What is needed is the run of lines from the one with "fn join_path(parent: &str, key: &str)" through the close of the data, set down exactly.

-------------------------

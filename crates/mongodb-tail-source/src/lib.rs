//! MongoDB collection tailing for mongo-tail
//!
//! Turns append-only MongoDB collections into a resumable event stream:
//!
//! - [`discovery`] - picks the collections whose names match a pattern
//! - [`source`] - reads batches ordered by `_id` after a [`Cursor`]
//! - [`tail`] - the loop that transforms, emits and checkpoints documents
//!
//! Positions are stored through the `checkpoint` crate, one per collection,
//! so a restarted engine neither loses nor replays documents.

pub mod backoff;
pub mod config;
pub mod cursor;
pub mod discovery;
pub mod error;
pub mod provenance;
pub mod source;
pub mod tail;
pub mod testing;

pub use backoff::Backoff;
pub use config::{SourceOpts, TailConfig};
pub use cursor::{Cursor, UnpackedId};
pub use discovery::{list_matching, CollectionFilter};
pub use error::TailError;
pub use provenance::ProvenanceOpts;
pub use source::{DocumentSource, MongoSource};
pub use tail::{DiscoveryReport, PassOutcome, TailLoop, TailStats, WatchedCollection};
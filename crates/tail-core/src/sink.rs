//! Downstream emission trait.
//!
//! The tail loop hands every event to an `EventSink`. A bounded queue
//! behind the sink is the only backpressure mechanism: `emit` waits while
//! the consumer is behind.

use anyhow::Result;
use tokio::sync::mpsc;

use crate::event::FlatEvent;

/// Trait for delivering events to the downstream consumer.
///
/// Source code uses generics for static dispatch:
///
/// ```ignore
/// pub async fn drain<K: EventSink>(sink: &K, events: Vec<FlatEvent>) -> Result<()> {
///     for event in events {
///         sink.emit(event).await?;
///     }
///     Ok(())
/// }
/// ```
#[async_trait::async_trait]
pub trait EventSink: Send + Sync {
    /// Deliver one event, waiting for queue capacity if necessary.
    ///
    /// An error means the consumer is gone and no further events can be
    /// delivered.
    async fn emit(&self, event: FlatEvent) -> Result<()>;
}

/// Sink backed by a bounded tokio channel.
#[derive(Debug, Clone)]
pub struct ChannelSink {
    tx: mpsc::Sender<FlatEvent>,
}

impl ChannelSink {
    pub fn new(tx: mpsc::Sender<FlatEvent>) -> Self {
        Self { tx }
    }

    /// Create a sink and the receiving half of its queue.
    pub fn bounded(capacity: usize) -> (Self, mpsc::Receiver<FlatEvent>) {
        let (tx, rx) = mpsc::channel(capacity.max(1));
        (Self { tx }, rx)
    }
}

#[async_trait::async_trait]
impl EventSink for ChannelSink {
    async fn emit(&self, event: FlatEvent) -> Result<()> {
        self.tx
            .send(event)
            .await
            .map_err(|_| anyhow::anyhow!("downstream queue is closed"))
    }
}
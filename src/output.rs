//! JSON-lines writer draining the event queue.

use anyhow::Context;
use tail_core::FlatEvent;
use tokio::io::{AsyncWrite, AsyncWriteExt};
use tokio::sync::mpsc;

/// Write every event received on `rx` to `out`, one JSON object per line.
///
/// Returns once the sending side is dropped and the queue is empty, with the
/// number of events written.
pub async fn write_events<W>(mut rx: mpsc::Receiver<FlatEvent>, out: &mut W) -> anyhow::Result<u64>
where
    W: AsyncWrite + Unpin,
{
    let mut written = 0u64;
    while let Some(event) = rx.recv().await {
        let mut line = event.to_json_line()?;
        line.push('\n');
        out.write_all(line.as_bytes())
            .await
            .context("Failed to write event")?;
        // Flush when the queue is momentarily empty so followers see events promptly.
        if rx.is_empty() {
            out.flush().await.context("Failed to flush output")?;
        }
        written += 1;
    }
    out.flush().await.context("Failed to flush output")?;
    Ok(written)
}

#[cfg(test)]
mod tests {
    use super::*;
    use tail_core::{ChannelSink, EventSink};

    #[tokio::test]
    async fn test_writes_one_line_per_event() {
        let (sink, rx) = ChannelSink::bounded(8);
        for i in 0..3i64 {
            let mut event = FlatEvent::new();
            event.insert("n", i);
            event.insert("host", "tailer");
            sink.emit(event).await.unwrap();
        }
        drop(sink);

        let mut out = Vec::new();
        let written = write_events(rx, &mut out).await.unwrap();
        assert_eq!(written, 3);

        let text = String::from_utf8(out).unwrap();
        let lines: Vec<&str> = text.lines().collect();
        assert_eq!(lines.len(), 3);
        for (i, line) in lines.iter().enumerate() {
            let value: serde_json::Value = serde_json::from_str(line).unwrap();
            assert_eq!(value["n"], serde_json::json!(i));
            assert_eq!(value["host"], "tailer");
        }
        assert!(text.ends_with('\n'));
    }

    #[tokio::test]
    async fn test_empty_queue_writes_nothing() {
        let (sink, rx) = ChannelSink::bounded(1);
        drop(sink);

        let mut out = Vec::new();
        assert_eq!(write_events(rx, &mut out).await.unwrap(), 0);
        assert!(out.is_empty());
    }
}
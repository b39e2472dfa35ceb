//! Reverse conversion: BSON value → DocValue.
//!
//! Types without a JSON equivalent are rendered as text:
//!
//! | BSON                     | DocValue                            |
//! |--------------------------|-------------------------------------|
//! | ObjectId                 | 24-char hex string                  |
//! | DateTime                 | RFC 3339 string (millisecond, `Z`)  |
//! | Timestamp                | integer `(time << 32) \| increment` |
//! | Decimal128               | decimal string                      |
//! | Binary (UUID subtype)    | hyphenated UUID string              |
//! | Binary (other)           | base64 string                       |
//! | Regex                    | `/pattern/options` string           |
//! | JavaScript code / Symbol | string                              |
//! | Undefined, MinKey, MaxKey| null                                |
//!
//! DbPointer is deprecated and rejected.

use base64::Engine;
use bson::spec::BinarySubtype;
use bson::{Binary, Bson, Document};
use chrono::SecondsFormat;
use tail_core::{DocValue, TransformError};

/// Convert a whole document.
///
/// # Errors
///
/// Returns [`TransformError::Unsupported`] naming the dotted path of the
/// first value that cannot be represented.
pub fn document_to_doc_value(doc: &Document) -> Result<DocValue, TransformError> {
    convert_document(doc, "")
}

/// Convert a single BSON value.
pub fn bson_to_doc_value(value: &Bson) -> Result<DocValue, TransformError> {
    convert(value, "")
}

fn convert_document(doc: &Document, path: &str) -> Result<DocValue, TransformError> {
    let mut entries = Vec::with_capacity(doc.len());
    for (key, value) in doc {
        let child_path = join_path(path, key);
        entries.push((key.clone(), convert(value, &child_path)?));
    }
    Ok(DocValue::Object(entries))
}

fn convert(value: &Bson, path: &str) -> Result<DocValue, TransformError> {
    let converted = match value {
        Bson::Null | Bson::Undefined | Bson::MinKey | Bson::MaxKey => DocValue::Null,
        Bson::Boolean(b) => DocValue::Bool(*b),
        Bson::Int32(i) => DocValue::Int(i64::from(*i)),
        Bson::Int64(i) => DocValue::Int(*i),
        Bson::Double(f) => DocValue::Float(*f),
        Bson::String(s) => DocValue::String(s.clone()),
        Bson::Document(doc) => convert_document(doc, path)?,
        Bson::Array(items) => {
            let mut elements = Vec::with_capacity(items.len());
            for (index, item) in items.iter().enumerate() {
                elements.push(convert(item, &join_path(path, &index.to_string()))?);
            }
            DocValue::Array(elements)
        }
        Bson::ObjectId(oid) => DocValue::String(oid.to_hex()),
        Bson::DateTime(dt) => {
            DocValue::String(dt.to_chrono().to_rfc3339_opts(SecondsFormat::Millis, true))
        }
        Bson::Timestamp(ts) => DocValue::Int((i64::from(ts.time) << 32) | i64::from(ts.increment)),
        Bson::Decimal128(d) => DocValue::String(d.to_string()),
        Bson::Binary(bin) => DocValue::String(binary_to_string(bin)),
        Bson::RegularExpression(regex) => {
            DocValue::String(format!("/{}/{}", regex.pattern, regex.options))
        }
        Bson::JavaScriptCode(code) => DocValue::String(code.clone()),
        Bson::JavaScriptCodeWithScope(code_scope) => DocValue::String(code_scope.code.clone()),
        Bson::Symbol(s) => DocValue::String(s.clone()),
        Bson::DbPointer(_) => {
            return Err(TransformError::Unsupported {
                path: path.to_string(),
                reason: "DBPointer values are not supported".to_string(),
            })
        }
    };
    Ok(converted)
}

fn binary_to_string(bin: &Binary) -> String {
    if matches!(bin.subtype, BinarySubtype::Uuid | BinarySubtype::UuidOld) {
        if let Ok(uuid) = uuid::Uuid::from_slice(&bin.bytes) {
            return uuid.to_string();
        }
    }
    base64::engine::general_purpose::STANDARD.encode(&bin.bytes)
}

fn join_path(parent: &str, key: &str) -> String {
    if parent.is_empty() {
        key.to_string()
    } else {
        format!("{parent}.{key}")
    }
}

-------------------------

Task output:
fn join_path(parent: &str, key: &str) -> String {
    if parent.is_empty() {
        key.to_string()
    } else {
        format!("{parent}.{key}")
    }
}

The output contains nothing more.